Material shown >>
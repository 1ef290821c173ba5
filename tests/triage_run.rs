//! End-to-end tests for `run_triage`.
//!
//! Each test writes a connection listing and a country table to scratch files,
//! points the RDAP resolver at a `wiremock` server and checks the report and
//! the written redlist.

use std::io::Write;
use std::path::PathBuf;
use std::sync::Arc;
use std::time::Duration;

use async_trait::async_trait;
use netstat_redlist::geo::GeoRecord;
use netstat_redlist::initialization::init_client;
use netstat_redlist::netstat::Ipv4Token;
use netstat_redlist::{
    run_triage, run_triage_with, Config, GeoResolver, LookupError, NoProgress, OutputLayout,
    RdapResolver, TriageError,
};
use serde_json::json;
use tempfile::{NamedTempFile, TempDir};
use wiremock::matchers::{method, path};
use wiremock::{Mock, MockServer, ResponseTemplate};

const LISTING: &str = "\
Active Internet connections (servers and established)
Proto Recv-Q Send-Q Local Address           Foreign Address         State
tcp        0      0 0.0.0.0:22              0.0.0.0:*               LISTEN
tcp        0      0 192.168.1.5:51000       203.0.113.9:443         ESTABLISHED
tcp        0      0 192.168.1.5:51002       198.51.100.2:443        ESTABLISHED
tcp        0      0 192.168.1.5:51004       192.0.2.8:443           CLOSE_WAIT
tcp        0      0 192.168.1.5:51006       203.0.113.9:80          ESTABLISHED
tcp6       0      0 :::22                   :::*                    LISTEN
";

/// Helper function to write text to a temporary file (sync I/O)
fn write_temp(contents: &str) -> NamedTempFile {
    let mut file = NamedTempFile::new().expect("Failed to create temp file");
    file.write_all(contents.as_bytes())
        .expect("Failed to write temp file");
    file.flush().expect("Failed to flush file");
    file
}

fn country_table() -> NamedTempFile {
    write_temp("China,CN\nUnited States,US\nGermany,DE\n")
}

/// Helper function to create a basic Config for testing
fn create_test_config(
    input: PathBuf,
    country_codes: PathBuf,
    output_dir: &TempDir,
    server: &MockServer,
) -> Config {
    Config {
        input,
        output: output_dir.path().join("redlist.txt"),
        country_codes,
        timeout_seconds: 1,
        rdap_url: server.uri(),
        ..Default::default()
    }
}

async fn mount_network(server: &MockServer, address: &str, country: &str, name: &str) {
    Mock::given(method("GET"))
        .and(path(format!("/ip/{address}")))
        .respond_with(
            ResponseTemplate::new(200).set_body_json(json!({ "country": country, "name": name })),
        )
        .mount(server)
        .await;
}

#[tokio::test]
async fn test_foreign_addresses_are_redlisted_in_input_order() {
    let server = MockServer::start().await;
    mount_network(&server, "203.0.113.9", "CN", "Example ISP").await;
    mount_network(&server, "198.51.100.2", "US", "Domestic Carrier").await;
    mount_network(&server, "192.0.2.8", "DE", "Hosting").await;

    let input = write_temp(LISTING);
    let table = country_table();
    let out_dir = TempDir::new().expect("Failed to create temp dir");
    let config = create_test_config(
        input.path().to_path_buf(),
        table.path().to_path_buf(),
        &out_dir,
        &server,
    );

    let report = run_triage(config, Arc::new(NoProgress))
        .await
        .expect("run should succeed");

    // The listening socket's `0.0.0.0:*` peer is not an address
    assert_eq!(report.lines_read, 8);
    assert_eq!(report.addresses_extracted, 4);
    assert_eq!(report.unique_addresses, 3);
    assert_eq!(report.classified, 3);
    assert_eq!(report.skipped, 0);
    assert_eq!(report.foreign, 2);

    let written = std::fs::read_to_string(&report.output).expect("redlist should exist");
    assert_eq!(written, "203.0.113.9,CN,China\n192.0.2.8,DE,Germany\n");
}

#[tokio::test]
async fn test_timeout_skips_address_and_run_continues() {
    let server = MockServer::start().await;
    mount_network(&server, "203.0.113.9", "CN", "Example ISP").await;
    Mock::given(method("GET"))
        .and(path("/ip/198.51.100.2"))
        .respond_with(
            ResponseTemplate::new(200)
                .set_body_json(json!({ "country": "RU" }))
                .set_delay(Duration::from_secs(3)),
        )
        .mount(&server)
        .await;

    let input = write_temp(
        "tcp 0 0 10.0.0.2:50000 198.51.100.2:443 ESTABLISHED\n\
         tcp 0 0 10.0.0.2:50001 203.0.113.9:443 ESTABLISHED\n",
    );
    let table = country_table();
    let out_dir = TempDir::new().expect("Failed to create temp dir");
    let config = create_test_config(
        input.path().to_path_buf(),
        table.path().to_path_buf(),
        &out_dir,
        &server,
    );

    let report = run_triage(config, Arc::new(NoProgress))
        .await
        .expect("run should succeed");

    assert_eq!(report.skipped, 1);
    assert_eq!(report.foreign, 1);
    let written = std::fs::read_to_string(&report.output).unwrap();
    assert_eq!(written, "203.0.113.9,CN,China\n");
}

#[tokio::test]
async fn test_slow_first_lookup_does_not_reorder_redlist() {
    let server = MockServer::start().await;
    Mock::given(method("GET"))
        .and(path("/ip/192.0.2.1"))
        .respond_with(
            ResponseTemplate::new(200)
                .set_body_json(json!({ "country": "DE", "name": "Slow" }))
                .set_delay(Duration::from_millis(400)),
        )
        .mount(&server)
        .await;
    mount_network(&server, "192.0.2.2", "CN", "Fast").await;
    mount_network(&server, "192.0.2.3", "FR", "Fast").await;

    let input = write_temp(
        "  TCP    10.0.0.2:49712         192.0.2.1:443      ESTABLISHED\n\
         \x20 TCP    10.0.0.2:49713         192.0.2.2:443      ESTABLISHED\n\
         \x20 TCP    10.0.0.2:49714         192.0.2.3:443      LISTENING\n",
    );
    let table = country_table();
    let out_dir = TempDir::new().expect("Failed to create temp dir");
    let config = create_test_config(
        input.path().to_path_buf(),
        table.path().to_path_buf(),
        &out_dir,
        &server,
    );

    let report = run_triage(config, Arc::new(NoProgress))
        .await
        .expect("run should succeed");

    let written = std::fs::read_to_string(&report.output).unwrap();
    assert_eq!(
        written,
        "192.0.2.1,DE,Germany\n192.0.2.2,CN,China\n192.0.2.3,FR,<not listed>\n"
    );
}

#[tokio::test]
async fn test_all_domestic_writes_placeholder() {
    let server = MockServer::start().await;
    mount_network(&server, "203.0.113.9", "US", "Domestic").await;

    let input = write_temp("tcp 0 0 192.168.1.5:51000 203.0.113.9:443 ESTABLISHED\n");
    let table = country_table();
    let out_dir = TempDir::new().expect("Failed to create temp dir");
    let mut config = create_test_config(
        input.path().to_path_buf(),
        table.path().to_path_buf(),
        &out_dir,
        &server,
    );
    config.output_layout = OutputLayout::Concatenated;

    let report = run_triage(config, Arc::new(NoProgress))
        .await
        .expect("run should succeed");

    assert!(report.redlist.is_empty());
    let written = std::fs::read_to_string(&report.output).unwrap();
    assert_eq!(written, "No external addresses found.");
}

#[tokio::test]
async fn test_concatenated_layout_has_no_separators() {
    let server = MockServer::start().await;
    mount_network(&server, "203.0.113.9", "CN", "Example ISP").await;
    mount_network(&server, "192.0.2.8", "DE", "Hosting").await;

    let input = write_temp(
        "tcp 0 0 10.0.0.2:50000 203.0.113.9:443 ESTABLISHED\n\
         tcp 0 0 10.0.0.2:50001 192.0.2.8:443 ESTABLISHED\n",
    );
    let table = country_table();
    let out_dir = TempDir::new().expect("Failed to create temp dir");
    let mut config = create_test_config(
        input.path().to_path_buf(),
        table.path().to_path_buf(),
        &out_dir,
        &server,
    );
    config.output_layout = OutputLayout::Concatenated;

    let report = run_triage(config, Arc::new(NoProgress))
        .await
        .expect("run should succeed");

    let written = std::fs::read_to_string(&report.output).unwrap();
    assert_eq!(written, "203.0.113.9,CN,China192.0.2.8,DE,Germany");
}

#[tokio::test]
async fn test_missing_country_table_is_not_fatal() {
    let server = MockServer::start().await;
    mount_network(&server, "203.0.113.9", "CN", "Example ISP").await;

    let input = write_temp("tcp 0 0 10.0.0.2:50000 203.0.113.9:443 ESTABLISHED\n");
    let out_dir = TempDir::new().expect("Failed to create temp dir");
    let config = create_test_config(
        input.path().to_path_buf(),
        out_dir.path().join("no_country_codes.txt"),
        &out_dir,
        &server,
    );

    let report = run_triage(config, Arc::new(NoProgress))
        .await
        .expect("run should succeed");

    let written = std::fs::read_to_string(&report.output).unwrap();
    assert_eq!(written, "203.0.113.9,CN,<not listed>\n");
}

#[tokio::test]
async fn test_missing_input_fails_before_any_lookup() {
    let server = MockServer::start().await;
    Mock::given(method("GET"))
        .respond_with(ResponseTemplate::new(200).set_body_json(json!({ "country": "CN" })))
        .expect(0)
        .mount(&server)
        .await;

    let out_dir = TempDir::new().expect("Failed to create temp dir");
    let table = country_table();
    let config = create_test_config(
        out_dir.path().join("does_not_exist.txt"),
        table.path().to_path_buf(),
        &out_dir,
        &server,
    );
    let output = config.output.clone();

    let err = run_triage(config, Arc::new(NoProgress))
        .await
        .unwrap_err();

    assert!(matches!(err, TriageError::InputNotFound(_)));
    assert!(err.to_string().starts_with("Address file does not exist: "));
    assert!(!output.exists(), "no redlist should be written");
}

#[tokio::test]
async fn test_unwritable_output_is_an_error() {
    let server = MockServer::start().await;
    let input = write_temp("no records here\n");
    let table = country_table();
    let out_dir = TempDir::new().expect("Failed to create temp dir");
    let mut config = create_test_config(
        input.path().to_path_buf(),
        table.path().to_path_buf(),
        &out_dir,
        &server,
    );
    config.output = out_dir.path().join("missing_dir").join("redlist.txt");

    let err = run_triage(config, Arc::new(NoProgress))
        .await
        .unwrap_err();
    assert!(matches!(err, TriageError::OutputWrite { .. }));
}

/// Origin lookup keyed by address, standing in for the ASN-origin zone.
struct OriginTable(Vec<(&'static str, &'static str)>);

#[async_trait]
impl GeoResolver for OriginTable {
    async fn lookup(
        &self,
        address: &Ipv4Token,
        _timeout: Duration,
    ) -> Result<GeoRecord, LookupError> {
        self.0
            .iter()
            .find(|(ip, _)| *ip == address.as_str())
            .map(|(_, cc)| GeoRecord {
                country_code: cc.to_string(),
                description: String::new(),
            })
            .ok_or(LookupError::MissingField("country"))
    }
}

#[tokio::test]
async fn test_networks_without_rdap_country_are_classified_by_origin() {
    let server = MockServer::start().await;
    for (address, name) in [("142.250.0.1", "GOOGLE"), ("192.0.2.20", "EXAMPLE-CA")] {
        Mock::given(method("GET"))
            .and(path(format!("/ip/{address}")))
            .respond_with(ResponseTemplate::new(200).set_body_json(json!({
                "objectClassName": "ip network",
                "handle": format!("NET-{address}"),
                "name": name,
                "entities": [{ "objectClassName": "entity", "roles": ["registrant"] }]
            })))
            .mount(&server)
            .await;
    }

    let input = write_temp(
        "tcp 0 0 10.0.0.2:50000 142.250.0.1:443 ESTABLISHED\n\
         tcp 0 0 10.0.0.2:50001 192.0.2.20:443 ESTABLISHED\n",
    );
    let table = write_temp("United States,US\nCanada,CA\n");
    let out_dir = TempDir::new().expect("Failed to create temp dir");
    let config = create_test_config(
        input.path().to_path_buf(),
        table.path().to_path_buf(),
        &out_dir,
        &server,
    );

    let client = init_client(config.lookup_timeout()).expect("Failed to build client");
    let resolver = RdapResolver::new(client, server.uri()).with_country_fallback(Arc::new(
        OriginTable(vec![("142.250.0.1", "US"), ("192.0.2.20", "CA")]),
    ));

    let report = run_triage_with(config, Arc::new(resolver), Arc::new(NoProgress))
        .await
        .expect("run should succeed");

    assert_eq!(report.classified, 2);
    assert_eq!(report.skipped, 0);
    let written = std::fs::read_to_string(&report.output).unwrap();
    assert_eq!(written, "192.0.2.20,CA,Canada\n");
}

Aim of the task >> Which lines of the data include the string "matches"? Find them and copy each one.

Response >>
    assert!(matches!(err, TriageError::InputNotFound(_)));
    assert!(matches!(err, TriageError::OutputWrite { .. }));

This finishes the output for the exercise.